僕は、神田橋先生が明らかに無能と思える大量を使っている患者さん(とはいえ添付文書の用量の範囲内)や、使うべき人にたいして使っていないケースを何度も診たので、精神療法はともかく、薬物療法に関しては薬物の理解も含め、傑出しているとまで言えないと考えている。(結構、真剣に言っている)

 

自宅が鹿児島市内の人で神田橋先生の治療を受けていた人で、単身赴任で僕に受診した人がいた。彼が数か月後、帰省した時、あまりの変わりように奥さんが泣いたと言う(このケースが特に治療が無能と思えた患者さん。

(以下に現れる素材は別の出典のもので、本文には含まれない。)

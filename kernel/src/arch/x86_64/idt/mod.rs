//! Interrupt Descriptor Table (IDT)
//!
//!   0x00..0x15  исключения CPU / CPU exceptions (#DF на IST1 / #DF on IST1)
//!   0x20        таймер / timer: тик планировщика / scheduler tick
//!   0x27        spurious IRQ7
//!   0x80        syscall gate (DPL 3)
//!
//! Все входы являются interrupt gates, IF сброшен на всё время обработки.
//! Every entry is an interrupt gate: IF stays clear while handling.
//!
//! Таймер и syscall сохраняют ровно `TrapFrame` и получают его адрес;
//! возвращённый указатель стека уходит в `__trap_restore`.
//! Timer and syscall save exactly a `TrapFrame` and receive its address;
//! the returned stack pointer goes to `__trap_restore`.

use core::arch::{asm, global_asm};
use core::ptr::{addr_of, addr_of_mut};

use super::cpu::read_cr2;
use super::gdt::KERNEL_CODE;
use super::port::outb;
use super::trap::trap_return;

// ── Дескриптор / Descriptor (16 байт / 16 bytes) ─────────────────────────────

#[derive(Clone, Copy)]
#[repr(C, packed)]
struct IdtEntry {
    offset_low:  u16, // биты 0–15 обработчика  / handler bits 0–15
    selector:    u16, // сегмент кода / code segment (KERNEL_CODE)
    ist:         u8,  // индекс IST / IST index, 0 = нет / none
    type_attr:   u8,  // тип + атрибуты / type + attributes
    offset_mid:  u16, // биты 16–31 обработчика / handler bits 16–31
    offset_high: u32, // биты 32–63 обработчика / handler bits 32–63
    reserved:    u32,
}

/// Present | ring 0 | Interrupt Gate
const GATE_KERNEL: u8 = 0x8E;
/// Present | ring 3 | Interrupt Gate (`int 0x80` из userspace / from userspace)
const GATE_USER:   u8 = 0xEE;

impl IdtEntry {
    const fn missing() -> Self {
        Self {
            offset_low: 0, selector: 0, ist: 0,
            type_attr: 0, offset_mid: 0,
            offset_high: 0, reserved: 0,
        }
    }

    fn new(handler: u64, ist: u8, type_attr: u8) -> Self {
        Self {
            offset_low:  (handler & 0xFFFF) as u16,
            selector:    KERNEL_CODE,
            ist,
            type_attr,
            offset_mid:  ((handler >> 16) & 0xFFFF) as u16,
            offset_high: (handler >> 32) as u32,
            reserved:    0,
        }
    }
}

#[repr(C, packed)]
struct IdtDescriptor {
    size:   u16,
    offset: u64,
}

const IDT_SIZE: usize = 256;
static mut IDT: [IdtEntry; IDT_SIZE] = [IdtEntry::missing(); IDT_SIZE];

pub const TIMER_VECTOR:    u8 = 0x20;
pub const SPURIOUS_VECTOR: u8 = 0x27;
pub use libidp::abi::SYSCALL_VECTOR;

// ── Кадр исключения / Exception frame ─────────────────────────────────────────

/// Регистры, номер вектора, код ошибки, затем кадр CPU.
/// Registers, vector number, error code, then the CPU frame.
#[repr(C)]
pub struct ExceptionFrame {
    pub gprs:   [u64; 15],
    pub vector: u64,
    pub error:  u64,
    pub rip:    u64,
    pub cs:     u64,
    pub rflags: u64,
    pub rsp:    u64,
    pub ss:     u64,
}

// ── Заглушки / Stubs ─────────────────────────────────────────────────────────

global_asm!(
    ".macro SAVE_GPRS",
    "    push rax",
    "    push rbx",
    "    push rcx",
    "    push rdx",
    "    push rsi",
    "    push rdi",
    "    push rbp",
    "    push r8",
    "    push r9",
    "    push r10",
    "    push r11",
    "    push r12",
    "    push r13",
    "    push r14",
    "    push r15",
    ".endm",

    ".macro EXCEPTION vec, has_error",
    "isr_exception_\\vec:",
    ".if \\has_error == 0",
    "    push 0",
    ".endif",
    "    push \\vec",
    "    jmp exception_common",
    ".endm",

    ".section .text",
    "isr_timer:",
    "    SAVE_GPRS",
    "    mov rdi, rsp",
    "    call {timer}",
    "    mov rsp, rax",
    "    jmp __trap_restore",

    "isr_syscall:",
    "    SAVE_GPRS",
    "    mov rdi, rsp",
    "    call {syscall}",
    "    mov rsp, rax",
    "    jmp __trap_restore",

    "isr_spurious:",
    "    iretq",

    "exception_common:",
    "    SAVE_GPRS",
    "    mov rdi, rsp",
    "    call {exception}",
    "    ud2",

    "EXCEPTION 0, 0",
    "EXCEPTION 1, 0",
    "EXCEPTION 2, 0",
    "EXCEPTION 3, 0",
    "EXCEPTION 4, 0",
    "EXCEPTION 5, 0",
    "EXCEPTION 6, 0",
    "EXCEPTION 7, 0",
    "EXCEPTION 8, 1",
    "EXCEPTION 9, 0",
    "EXCEPTION 10, 1",
    "EXCEPTION 11, 1",
    "EXCEPTION 12, 1",
    "EXCEPTION 13, 1",
    "EXCEPTION 14, 1",
    "EXCEPTION 15, 0",
    "EXCEPTION 16, 0",
    "EXCEPTION 17, 1",
    "EXCEPTION 18, 0",
    "EXCEPTION 19, 0",
    "EXCEPTION 20, 0",
    "EXCEPTION 21, 1",

    ".pushsection .rodata",
    ".balign 8",
    ".global IDP_INTERRUPT_STUBS",
    "IDP_INTERRUPT_STUBS:",
    "    .quad isr_timer, isr_syscall, isr_spurious",
    "    .quad isr_exception_0, isr_exception_1, isr_exception_2, isr_exception_3",
    "    .quad isr_exception_4, isr_exception_5, isr_exception_6, isr_exception_7",
    "    .quad isr_exception_8, isr_exception_9, isr_exception_10, isr_exception_11",
    "    .quad isr_exception_12, isr_exception_13, isr_exception_14, isr_exception_15",
    "    .quad isr_exception_16, isr_exception_17, isr_exception_18, isr_exception_19",
    "    .quad isr_exception_20, isr_exception_21",
    ".popsection",

    timer     = sym handle_timer,
    syscall   = sym handle_syscall,
    exception = sym handle_exception,
);

const EXCEPTION_COUNT: usize = 22;

#[repr(C)]
struct Stubs {
    timer:      u64,
    syscall:    u64,
    spurious:   u64,
    exceptions: [u64; EXCEPTION_COUNT],
}

extern "C" {
    static IDP_INTERRUPT_STUBS: Stubs;
}

// ── Обработчики / Handlers ───────────────────────────────────────────────────

extern "C" fn handle_timer(sp: u64) -> u64 {
    unsafe { timer_eoi() };
    crate::kernel::timer_interrupt(sp)
}

extern "C" fn handle_syscall(sp: u64) -> u64 {
    crate::kernel::syscall_interrupt(sp)
}

const EXCEPTION_NAMES: [&str; EXCEPTION_COUNT] = [
    "Division Error", "Debug", "NMI", "Breakpoint", "Overflow", "Bound Range",
    "Invalid Opcode", "Device Not Available", "Double Fault", "Coprocessor Overrun",
    "Invalid TSS", "Segment Not Present", "Stack-Segment Fault",
    "General Protection Fault", "Page Fault", "Reserved", "x87 Floating Point",
    "Alignment Check", "Machine Check", "SIMD Floating Point", "Virtualization",
    "Control Protection",
];

/// Исключение из ring 3 убивает процесс, из ring 0 паникует.
/// An exception from ring 3 kills the process; from ring 0 it panics.
extern "C" fn handle_exception(frame: &ExceptionFrame) -> ! {
    let name = EXCEPTION_NAMES.get(frame.vector as usize).copied().unwrap_or("Unknown");
    let cr2 = if frame.vector == 14 { read_cr2() } else { 0 };

    if frame.cs & 3 == 3 {
        log::warn!(
            "{} (error={:#x}) in user mode at RIP={:#x} addr={:#x}, killing task",
            name, frame.error, frame.rip, cr2
        );
        let sp = crate::kernel::exit_interrupt();
        unsafe { trap_return(sp) }
    }

    panic!(
        "{} (error={:#x}) at RIP={:#x} RSP={:#x} addr={:#x}",
        name, frame.error, frame.rip, frame.rsp, cr2
    );
}

// ── PIC (8259) ────────────────────────────────────────────────────────────────

const PIC1_CMD:  u16 = 0x20;
const PIC1_DATA: u16 = 0x21;
const PIC2_CMD:  u16 = 0xA0;
const PIC2_DATA: u16 = 0xA1;
const EOI:       u8  = 0x20;
const ICW1_INIT: u8  = 0x10;
const ICW1_ICW4: u8  = 0x01;
const ICW4_8086: u8  = 0x01;

/// ICW1..ICW4 и маски: IRQ 0..15 на 0x20..0x2F, открыт только IRQ0.
/// ICW1..ICW4 then masks: IRQ 0..15 at 0x20..0x2F, only IRQ0 unmasked.
const PIC_SETUP: [(u16, u8); 10] = [
    (PIC1_CMD,  ICW1_INIT | ICW1_ICW4),
    (PIC2_CMD,  ICW1_INIT | ICW1_ICW4),
    (PIC1_DATA, TIMER_VECTOR),
    (PIC2_DATA, TIMER_VECTOR + 8),
    (PIC1_DATA, 0x04),
    (PIC2_DATA, 0x02),
    (PIC1_DATA, ICW4_8086),
    (PIC2_DATA, ICW4_8086),
    (PIC1_DATA, 0b1111_1110),
    (PIC2_DATA, 0b1111_1111),
];

/// EOI для таймера (IRQ0 на ведущем PIC) / EOI for the timer (IRQ0, master PIC)
unsafe fn timer_eoi() {
    unsafe { outb(PIC1_CMD, EOI) };
}

unsafe fn pic_init() {
    for (port, value) in PIC_SETUP {
        unsafe { outb(port, value) };
    }
}

// ── Инициализация / Initialization ───────────────────────────────────────────

/// Заполнить IDT, ремаппировать PIC, загрузить IDTR. Прерывания остаются
/// выключенными до первого `wait_for_interrupt`.
/// Fill the IDT, remap the PIC, load IDTR. Interrupts stay off until the
/// first `wait_for_interrupt`.
pub fn init() {
    unsafe {
        let stubs = &*addr_of!(IDP_INTERRUPT_STUBS);
        let idt = &mut *addr_of_mut!(IDT);

        for (vector, &handler) in stubs.exceptions.iter().enumerate() {
            // #DF на отдельном стеке IST1 / #DF on its own IST1 stack
            let ist = if vector == 8 { 1 } else { 0 };
            idt[vector] = IdtEntry::new(handler, ist, GATE_KERNEL);
        }
        idt[TIMER_VECTOR as usize]    = IdtEntry::new(stubs.timer, 0, GATE_KERNEL);
        idt[SPURIOUS_VECTOR as usize] = IdtEntry::new(stubs.spurious, 0, GATE_KERNEL);
        idt[SYSCALL_VECTOR as usize]  = IdtEntry::new(stubs.syscall, 0, GATE_USER);

        pic_init();

        let descriptor = IdtDescriptor {
            size:   (core::mem::size_of::<[IdtEntry; IDT_SIZE]>() - 1) as u16,
            offset: addr_of!(IDT) as u64,
        };
        asm!("lidt [{desc}]", desc = in(reg) &descriptor, options(readonly, nostack, preserves_flags));
    }
    log::debug!("idt: loaded, syscall gate at {:#x}", SYSCALL_VECTOR);
}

神田橋先生にはあまりに策がなかった)その後、その家族はうちの病院の近くに転居されている。

 

自分の患者さんではないが、オーリングで薬を選ばれて処方され、中毒疹が出たと言う。これはむしろ微笑ましいエピソードである。

 

神田橋先生!

あの人はいったいなんなんだ!

 

と思う。あと、オーリングで選択された薬で中毒疹が出て納得できている患者さんも凄いと思う。

 

この話は無能を明らかに通り過ぎているが、「オーリングでは必ずしも中毒疹を避けられない」という点で勉強になった。というのは、魔法使いがオーリングして選択すれば、中毒疹も起こらないと思うからである。

 

神田橋先生を受診した患者さんの話を総合すると、正解に向かう試行錯誤が圧倒的に少ない。最終的に不十分な状態なまま手をこまねいているか、薬をそのままにして実質的に放置している。これは神田橋先生がお年寄りだからではなくセンスの問題である。なぜなら、薬をどうこうするのは年齢は関係なく、また体力も必要ないからである。

 

同時に感じたことは、ほとんどの精神疾患の治療は、薬物療法のパフォーマンスは精神療法のそれを上回ることである。

 

実際、てんかん治療は当然として、2大精神病、統合失調症、双極性障害は極めて薬物療法のウエートが高い疾患群であるし、不安障害や社会不安障害などの神経症も現代社会では薬物療法で治療されることが多い。

 

てんかん発作を精神療法で止めるなんて無理な話だし、統合失調症についても、幻聴や妄想を精神療法で消失させたり、長期的な荒廃への流れを止めることは難しい。

 

昔、統合失調症には精神療法はさほど効果がないとされて、精神療法の診療報酬が取り消しになろうとしたほどである。しかし例えば日常の生活指導的なものや家族の本人への接し方などの指導に時間を取られることも多くレセプト的に残されたのである。

 

最近、同じような理由で、「てんかん」にも精神療法が取れるようになった。